→ **WORK REQUEST**: Using the listing below, please gather every line containing the word "bits".

→ **AVAILABLE RECORDS**:
--------
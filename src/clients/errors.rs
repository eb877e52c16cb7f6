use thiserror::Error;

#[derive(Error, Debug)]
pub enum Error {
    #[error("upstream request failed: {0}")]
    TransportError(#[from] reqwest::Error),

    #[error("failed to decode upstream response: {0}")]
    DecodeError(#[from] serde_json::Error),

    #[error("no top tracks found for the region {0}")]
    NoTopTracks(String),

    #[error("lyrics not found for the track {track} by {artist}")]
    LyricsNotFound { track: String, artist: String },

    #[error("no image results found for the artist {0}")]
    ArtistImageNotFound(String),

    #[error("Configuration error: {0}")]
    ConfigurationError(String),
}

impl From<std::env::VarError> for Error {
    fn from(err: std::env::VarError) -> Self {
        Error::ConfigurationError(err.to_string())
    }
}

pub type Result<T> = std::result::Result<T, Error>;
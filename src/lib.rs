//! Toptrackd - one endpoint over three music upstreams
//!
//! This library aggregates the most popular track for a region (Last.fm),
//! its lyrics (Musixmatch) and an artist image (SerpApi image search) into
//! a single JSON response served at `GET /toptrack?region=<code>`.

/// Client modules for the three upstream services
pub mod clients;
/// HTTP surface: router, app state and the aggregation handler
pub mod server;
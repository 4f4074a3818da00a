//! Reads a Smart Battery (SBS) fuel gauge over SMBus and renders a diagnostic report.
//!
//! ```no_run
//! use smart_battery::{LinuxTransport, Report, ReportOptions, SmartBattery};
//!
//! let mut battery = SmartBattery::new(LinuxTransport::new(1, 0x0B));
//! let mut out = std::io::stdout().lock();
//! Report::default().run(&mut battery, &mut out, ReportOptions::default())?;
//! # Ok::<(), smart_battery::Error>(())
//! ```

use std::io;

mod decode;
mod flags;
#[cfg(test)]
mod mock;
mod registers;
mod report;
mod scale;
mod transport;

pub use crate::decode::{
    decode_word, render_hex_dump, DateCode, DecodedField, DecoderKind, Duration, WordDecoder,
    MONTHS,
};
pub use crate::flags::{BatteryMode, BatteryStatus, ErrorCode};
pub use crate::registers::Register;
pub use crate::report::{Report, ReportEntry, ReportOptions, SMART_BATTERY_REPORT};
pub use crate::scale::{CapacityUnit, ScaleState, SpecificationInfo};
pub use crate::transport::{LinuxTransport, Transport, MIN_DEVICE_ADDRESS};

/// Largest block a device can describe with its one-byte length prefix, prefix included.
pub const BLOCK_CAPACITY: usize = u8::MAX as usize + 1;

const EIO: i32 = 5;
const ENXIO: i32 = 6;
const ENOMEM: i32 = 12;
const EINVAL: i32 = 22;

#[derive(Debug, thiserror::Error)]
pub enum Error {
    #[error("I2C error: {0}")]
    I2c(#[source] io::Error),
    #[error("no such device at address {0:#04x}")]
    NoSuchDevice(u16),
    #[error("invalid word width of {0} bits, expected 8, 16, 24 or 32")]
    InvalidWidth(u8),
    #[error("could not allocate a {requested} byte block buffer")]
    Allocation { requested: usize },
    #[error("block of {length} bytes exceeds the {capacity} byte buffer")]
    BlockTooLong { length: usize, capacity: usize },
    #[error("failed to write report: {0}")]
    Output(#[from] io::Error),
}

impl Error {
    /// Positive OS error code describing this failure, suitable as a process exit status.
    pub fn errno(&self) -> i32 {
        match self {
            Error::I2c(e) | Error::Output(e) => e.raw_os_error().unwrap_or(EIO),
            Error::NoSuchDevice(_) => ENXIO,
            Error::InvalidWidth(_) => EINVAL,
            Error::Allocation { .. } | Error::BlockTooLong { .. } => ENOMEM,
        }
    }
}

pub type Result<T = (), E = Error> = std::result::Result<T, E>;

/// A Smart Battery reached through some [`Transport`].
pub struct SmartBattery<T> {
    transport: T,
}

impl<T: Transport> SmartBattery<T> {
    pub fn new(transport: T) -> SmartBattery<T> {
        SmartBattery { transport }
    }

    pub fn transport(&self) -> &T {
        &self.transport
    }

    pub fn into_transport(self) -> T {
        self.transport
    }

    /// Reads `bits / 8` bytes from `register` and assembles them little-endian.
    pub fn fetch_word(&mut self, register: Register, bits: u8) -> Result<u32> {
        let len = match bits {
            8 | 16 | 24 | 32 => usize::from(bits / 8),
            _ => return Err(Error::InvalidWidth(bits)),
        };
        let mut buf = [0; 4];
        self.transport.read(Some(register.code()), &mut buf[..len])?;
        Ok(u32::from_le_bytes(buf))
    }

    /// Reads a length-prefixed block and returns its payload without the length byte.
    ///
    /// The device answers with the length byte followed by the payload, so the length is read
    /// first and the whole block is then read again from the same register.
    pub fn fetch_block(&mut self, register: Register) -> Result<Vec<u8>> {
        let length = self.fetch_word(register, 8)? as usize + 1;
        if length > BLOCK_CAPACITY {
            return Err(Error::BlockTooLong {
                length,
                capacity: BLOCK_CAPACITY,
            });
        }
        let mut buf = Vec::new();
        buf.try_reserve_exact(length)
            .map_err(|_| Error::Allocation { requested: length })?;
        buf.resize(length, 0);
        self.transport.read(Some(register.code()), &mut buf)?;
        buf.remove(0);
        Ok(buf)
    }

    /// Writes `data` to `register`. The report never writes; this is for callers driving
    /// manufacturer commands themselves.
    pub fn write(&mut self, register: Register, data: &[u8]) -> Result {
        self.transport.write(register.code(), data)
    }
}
--------
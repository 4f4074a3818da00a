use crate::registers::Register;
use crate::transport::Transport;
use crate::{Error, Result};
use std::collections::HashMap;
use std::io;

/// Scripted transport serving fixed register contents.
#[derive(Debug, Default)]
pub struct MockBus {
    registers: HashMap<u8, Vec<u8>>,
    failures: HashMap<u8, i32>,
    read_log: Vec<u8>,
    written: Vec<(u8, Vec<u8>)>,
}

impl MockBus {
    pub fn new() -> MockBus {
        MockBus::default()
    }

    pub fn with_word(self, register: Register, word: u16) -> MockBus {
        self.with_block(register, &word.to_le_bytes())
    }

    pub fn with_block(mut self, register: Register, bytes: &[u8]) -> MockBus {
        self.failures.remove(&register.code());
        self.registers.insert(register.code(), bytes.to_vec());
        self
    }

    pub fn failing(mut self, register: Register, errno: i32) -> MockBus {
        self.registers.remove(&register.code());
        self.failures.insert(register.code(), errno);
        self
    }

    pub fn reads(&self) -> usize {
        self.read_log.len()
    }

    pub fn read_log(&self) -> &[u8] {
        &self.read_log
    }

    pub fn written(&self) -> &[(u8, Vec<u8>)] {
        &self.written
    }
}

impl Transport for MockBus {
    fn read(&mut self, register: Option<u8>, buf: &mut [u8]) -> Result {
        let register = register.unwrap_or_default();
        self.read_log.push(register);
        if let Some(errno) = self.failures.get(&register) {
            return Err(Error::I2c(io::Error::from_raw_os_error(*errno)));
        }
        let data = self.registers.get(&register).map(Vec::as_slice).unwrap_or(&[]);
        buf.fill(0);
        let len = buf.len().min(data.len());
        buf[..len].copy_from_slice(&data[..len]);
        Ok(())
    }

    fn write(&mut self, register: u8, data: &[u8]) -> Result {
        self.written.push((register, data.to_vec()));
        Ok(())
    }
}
--------
→ **THE COMPLETED TASK**:
    #[error("invalid word width of {0} bits, expected 8, 16, 24 or 32")]
    /// Reads `bits / 8` bytes from `register` and assembles them little-endian.
    pub fn fetch_word(&mut self, register: Register, bits: u8) -> Result<u32> {
        let len = match bits {
            8 | 16 | 24 | 32 => usize::from(bits / 8),
            _ => return Err(Error::InvalidWidth(bits)),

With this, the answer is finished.